One of the main differences (apart from more IFs) from the previous data sets considered so far is that the data file from the two individual runs is about 100 GB, i.e. otherwise, the VLA data analysis was performed following the same strategy adopted for GMRT observations described in the previous sections. In the following, we will broadly describe the steps carried out in the data reduction.

Figure 4.14: Figure showing all the 27 VLA antennas. Photo reference: http://images.nrao.edu/

Data Analysis

The first step in data reduction, as usual, is to obtain a measurement set summary (MS). After that, as a general data editing and screening strategy, at this stage of the data reduction process, you should focus on calibers. The data reduction scheme is to determine various corrections from the calibrator sources, then apply these correction factors to the science target.

In the next step, we use taskgaincal to solve the complex antenna-based gains for J0542+4951 and then determine the bandpasses. All the above-mentioned steps were performed for the data from both observation series, and the calibrated data were combined. From the final self-calibrated continuum image of the target from the merged data set, we measure the flux density⇠208 mJy.

Results

Conclusion

This will also lead to a much better understanding of the global evolution of cold gas in the (e.g. z < 1) Universe, but will also reveal many interesting examples of galaxies at intermediate redshifts in which the ISM can be studied (Zwaan et al. , 2015). In the previous chapters, we presented the results of the HI21-cm and hydroxyl (OH) absorption line searches from two quasar-galaxy pairs (QGPs). For these reasons, while radio absorption line searches have to date provided valuable constraints on the evolution of diffuse atomic gas in galaxies, they have not really been helpful in detecting molecular gas reservoirs (Gupta et al., 2012).
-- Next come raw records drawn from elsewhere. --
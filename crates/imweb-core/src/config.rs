//! Configuration loading and typed config structures.
//!
//! The configuration lives in `imweb-config.yaml` next to the binary's
//! working directory. Every field has a default, so an empty or missing
//! file yields a server on port 4040 pacing frames at 20 Hz.

use std::path::Path;
use std::time::Duration;

use serde::Deserialize;

/// Errors that can occur when loading configuration.
#[derive(Debug, thiserror::Error)]
pub enum ConfigError {
    /// Failed to read the configuration file from disk.
    #[error("failed to read config file: {source}")]
    Io {
        /// The underlying I/O error.
        #[from]
        source: std::io::Error,
    },

    /// Failed to parse YAML content.
    #[error("failed to parse config YAML: {source}")]
    Yaml {
        /// The underlying YAML parse error.
        source: serde_yml::Error,
    },

    /// A value parsed but is not usable.
    #[error("invalid configuration: {reason}")]
    Invalid {
        /// Explanation of what is wrong with the configuration.
        reason: String,
    },
}

impl From<serde_yml::Error> for ConfigError {
    fn from(source: serde_yml::Error) -> Self {
        Self::Yaml { source }
    }
}

/// Top-level configuration.
#[derive(Debug, Clone, Default, PartialEq, Eq, Deserialize)]
pub struct ImwebConfig {
    /// Listener address.
    #[serde(default)]
    pub server: ServerConfig,

    /// Frame loop and event queue tuning.
    #[serde(default)]
    pub frame: FrameConfig,

    /// Bootstrap page settings.
    #[serde(default)]
    pub page: PageConfig,

    /// Logging configuration.
    #[serde(default)]
    pub logging: LoggingConfig,
}

impl ImwebConfig {
    /// Load configuration from a YAML file at the given path.
    ///
    /// Environment variables override YAML values for the listener:
    /// - `IMWEB_HOST` overrides `server.host`
    /// - `IMWEB_PORT` overrides `server.port`
    pub fn from_file(path: &Path) -> Result<Self, ConfigError> {
        let contents = std::fs::read_to_string(path)?;
        Self::parse(&contents)
    }

    /// Parse and validate configuration from a YAML string.
    pub fn parse(yaml: &str) -> Result<Self, ConfigError> {
        let mut config: Self = serde_yml::from_str(yaml)?;
        config.server.apply_env_overrides();
        config.validate()?;
        Ok(config)
    }

    /// Reject values the engine cannot run with.
    pub fn validate(&self) -> Result<(), ConfigError> {
        if self.frame.fps == 0 {
            return Err(ConfigError::Invalid {
                reason: "frame.fps must be at least 1".to_owned(),
            });
        }
        if self.frame.queue_capacity == 0 {
            return Err(ConfigError::Invalid {
                reason: "frame.queue_capacity must be at least 1".to_owned(),
            });
        }
        if !self.page.ws_path.starts_with('/') {
            return Err(ConfigError::Invalid {
                reason: format!("page.ws_path must start with '/': {}", self.page.ws_path),
            });
        }
        if self.page.ws_path == "/" {
            return Err(ConfigError::Invalid {
                reason: "page.ws_path must not be the page root".to_owned(),
            });
        }
        Ok(())
    }
}

/// Listener configuration.
#[derive(Debug, Clone, PartialEq, Eq, Deserialize)]
pub struct ServerConfig {
    /// The host address to bind to (e.g. `0.0.0.0`).
    #[serde(default = "default_host")]
    pub host: String,

    /// The TCP port to listen on.
    #[serde(default = "default_port")]
    pub port: u16,
}

impl ServerConfig {
    /// Apply `IMWEB_HOST` / `IMWEB_PORT` if set.
    ///
    /// An unparseable port is ignored and the configured one is kept.
    pub fn apply_env_overrides(&mut self) {
        if let Ok(val) = std::env::var("IMWEB_HOST") {
            self.host = val;
        }
        if let Ok(val) = std::env::var("IMWEB_PORT") {
            match val.parse() {
                Ok(port) => self.port = port,
                Err(e) => tracing::warn!(value = %val, error = %e, "ignoring invalid IMWEB_PORT"),
            }
        }
    }
}

impl Default for ServerConfig {
    fn default() -> Self {
        Self {
            host: default_host(),
            port: default_port(),
        }
    }
}

/// What the reader does when the event queue is full.
#[derive(Debug, Clone, Copy, Default, PartialEq, Eq, Deserialize)]
#[serde(rename_all = "snake_case")]
pub enum OverflowPolicy {
    /// The reader waits for the frame loop to drain. Ties the socket read
    /// rate to the frame rate.
    #[default]
    Block,
    /// The oldest queued event is discarded to make room.
    DropOldest,
}

/// What the frame loop does when a command fails to send for a reason
/// other than a disconnect.
#[derive(Debug, Clone, Copy, Default, PartialEq, Eq, Deserialize)]
#[serde(rename_all = "snake_case")]
pub enum SendErrorPolicy {
    /// Log the failure and keep sending the rest of the frame.
    #[default]
    Continue,
    /// Log the failure and skip the remaining commands of this frame.
    AbortFrame,
}

/// Frame loop and event queue tuning.
#[derive(Debug, Clone, PartialEq, Eq, Deserialize)]
pub struct FrameConfig {
    /// Target frame frequency in Hz.
    #[serde(default = "default_fps")]
    pub fps: u32,

    /// Maximum number of pending events per session.
    #[serde(default = "default_queue_capacity")]
    pub queue_capacity: usize,

    /// Backpressure policy of the event queue.
    #[serde(default)]
    pub overflow: OverflowPolicy,

    /// Policy for non-disconnect send failures.
    #[serde(default)]
    pub send_errors: SendErrorPolicy,
}

impl FrameConfig {
    /// Minimum spacing between frame starts (`1s / fps`).
    ///
    /// A zero `fps` yields a zero interval, i.e. unpaced frames.
    pub fn frame_interval(&self) -> Duration {
        Duration::from_secs(1)
            .checked_div(self.fps)
            .unwrap_or(Duration::ZERO)
    }
}

impl Default for FrameConfig {
    fn default() -> Self {
        Self {
            fps: default_fps(),
            queue_capacity: default_queue_capacity(),
            overflow: OverflowPolicy::default(),
            send_errors: SendErrorPolicy::default(),
        }
    }
}

/// Bootstrap page configuration.
#[derive(Debug, Clone, PartialEq, Eq, Deserialize)]
pub struct PageConfig {
    /// Document title.
    #[serde(default = "default_title")]
    pub title: String,

    /// Path of the websocket endpoint.
    #[serde(default = "default_ws_path")]
    pub ws_path: String,

    /// Delay before the page reconnects after the socket closes.
    #[serde(default = "default_reconnect_delay_ms")]
    pub reconnect_delay_ms: u64,
}

impl Default for PageConfig {
    fn default() -> Self {
        Self {
            title: default_title(),
            ws_path: default_ws_path(),
            reconnect_delay_ms: default_reconnect_delay_ms(),
        }
    }
}

/// Logging configuration.
#[derive(Debug, Clone, PartialEq, Eq, Deserialize)]
pub struct LoggingConfig {
    /// Log level (trace, debug, info, warn, error). `RUST_LOG` wins if set.
    #[serde(default = "default_log_level")]
    pub level: String,
}

impl Default for LoggingConfig {
    fn default() -> Self {
        Self {
            level: default_log_level(),
        }
    }
}

fn default_host() -> String {
    String::from("0.0.0.0")
}

const fn default_port() -> u16 {
    4040
}

const fn default_fps() -> u32 {
    20
}

const fn default_queue_capacity() -> usize {
    100
}

fn default_title() -> String {
    String::from("imweb")
}

fn default_ws_path() -> String {
    String::from("/ws")
}

const fn default_reconnect_delay_ms() -> u64 {
    1000
}

fn default_log_level() -> String {
    String::from("info")
}

#[cfg(test)]
#[allow(clippy::unwrap_used)]
mod tests {
    use super::*;

    #[test]
    fn defaults_match_reference_values() {
        let config = ImwebConfig::default();
        assert_eq!(config.server.port, 4040);
        assert_eq!(config.frame.fps, 20);
        assert_eq!(config.frame.queue_capacity, 100);
        assert_eq!(config.frame.overflow, OverflowPolicy::Block);
        assert_eq!(config.frame.send_errors, SendErrorPolicy::Continue);
        assert_eq!(config.page.ws_path, "/ws");
        assert_eq!(config.page.reconnect_delay_ms, 1000);
        assert!(config.validate().is_ok());
    }

    #[test]
    fn twenty_hz_is_fifty_millis() {
        let frame = FrameConfig::default();
        assert_eq!(frame.frame_interval(), Duration::from_millis(50));
    }

    #[test]
    fn parse_partial_yaml() {
        let yaml = r"
frame:
  fps: 60
  overflow: drop_oldest
  send_errors: abort_frame
page:
  title: Counter
";
        let config: ImwebConfig = serde_yml::from_str(yaml).unwrap();
        assert_eq!(config.frame.fps, 60);
        assert_eq!(config.frame.queue_capacity, 100);
        assert_eq!(config.frame.overflow, OverflowPolicy::DropOldest);
        assert_eq!(config.frame.send_errors, SendErrorPolicy::AbortFrame);
        assert_eq!(config.page.title, "Counter");
        assert_eq!(config.page.ws_path, "/ws");
        assert_eq!(config.server.port, 4040);
    }

    #[test]
    fn shipped_config_matches_defaults() {
        let yaml = include_str!("../../../imweb-config.yaml");
        let config: ImwebConfig = serde_yml::from_str(yaml).unwrap();
        assert_eq!(config, ImwebConfig::default());
    }

    #[test]
    fn empty_yaml_uses_defaults() {
        let config: ImwebConfig = serde_yml::from_str("{}").unwrap();
        assert_eq!(config, ImwebConfig::default());
    }

    #[test]
    fn zero_fps_is_rejected() {
        let mut config = ImwebConfig::default();
        config.frame.fps = 0;
        assert!(matches!(
            config.validate(),
            Err(ConfigError::Invalid { .. })
        ));
    }

    #[test]
    fn zero_capacity_is_rejected() {
        let mut config = ImwebConfig::default();
        config.frame.queue_capacity = 0;
        assert!(config.validate().is_err());
    }

    #[test]
    fn relative_ws_path_is_rejected() {
        let mut config = ImwebConfig::default();
        config.page.ws_path = String::from("ws");
        assert!(config.validate().is_err());
        config.page.ws_path = String::from("/");
        assert!(config.validate().is_err());
    }

    #[test]
    fn invalid_yaml_is_an_error() {
        let result: Result<ImwebConfig, _> = serde_yml::from_str("frame: [not, a, map]");
        assert!(result.is_err());
    }
}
Therefore, a large absorption line blind survey (e.g. the MeerKAT absorption line survey) at radio wavelengths can overcome these limitations and provide an unbiased view of the cold atomic and molecular gas in the galaxy. “The fundamental goal of CRTS is a systematic exploration and characterization of the dim and variable sky” (Drake et al., 2014). These telescopes consist of the Catalina Schmidt Survey (CSS), the Mount Lemmon Survey (MLS) and the Siding Spring Survey (SSS).

Description of SALT Observations

The same configuration was used for all targets and the angle of the slit position was chosen such that a bright star always fell into the slit. We drew a vertical red line to show the curvature of the skyline (see Fig. 5.3). Bias reduction: Reducing the level of bias is the first step in data reduction.

Flat Field: This is a technique used to correct for pixel sensitivity bias due to the internal performance of CCDs and optics. However, the most important task of the system is XCSAO, which implements the cross-correlation method. The sky emission and the reference star have completely occupied the spectrum of the object of interest.

Figure 5.2: Visibility annulus of objects observable with SALT as a function of declination and hour angle, and the hashed area shows the range of motion for the tracker at two different declinations.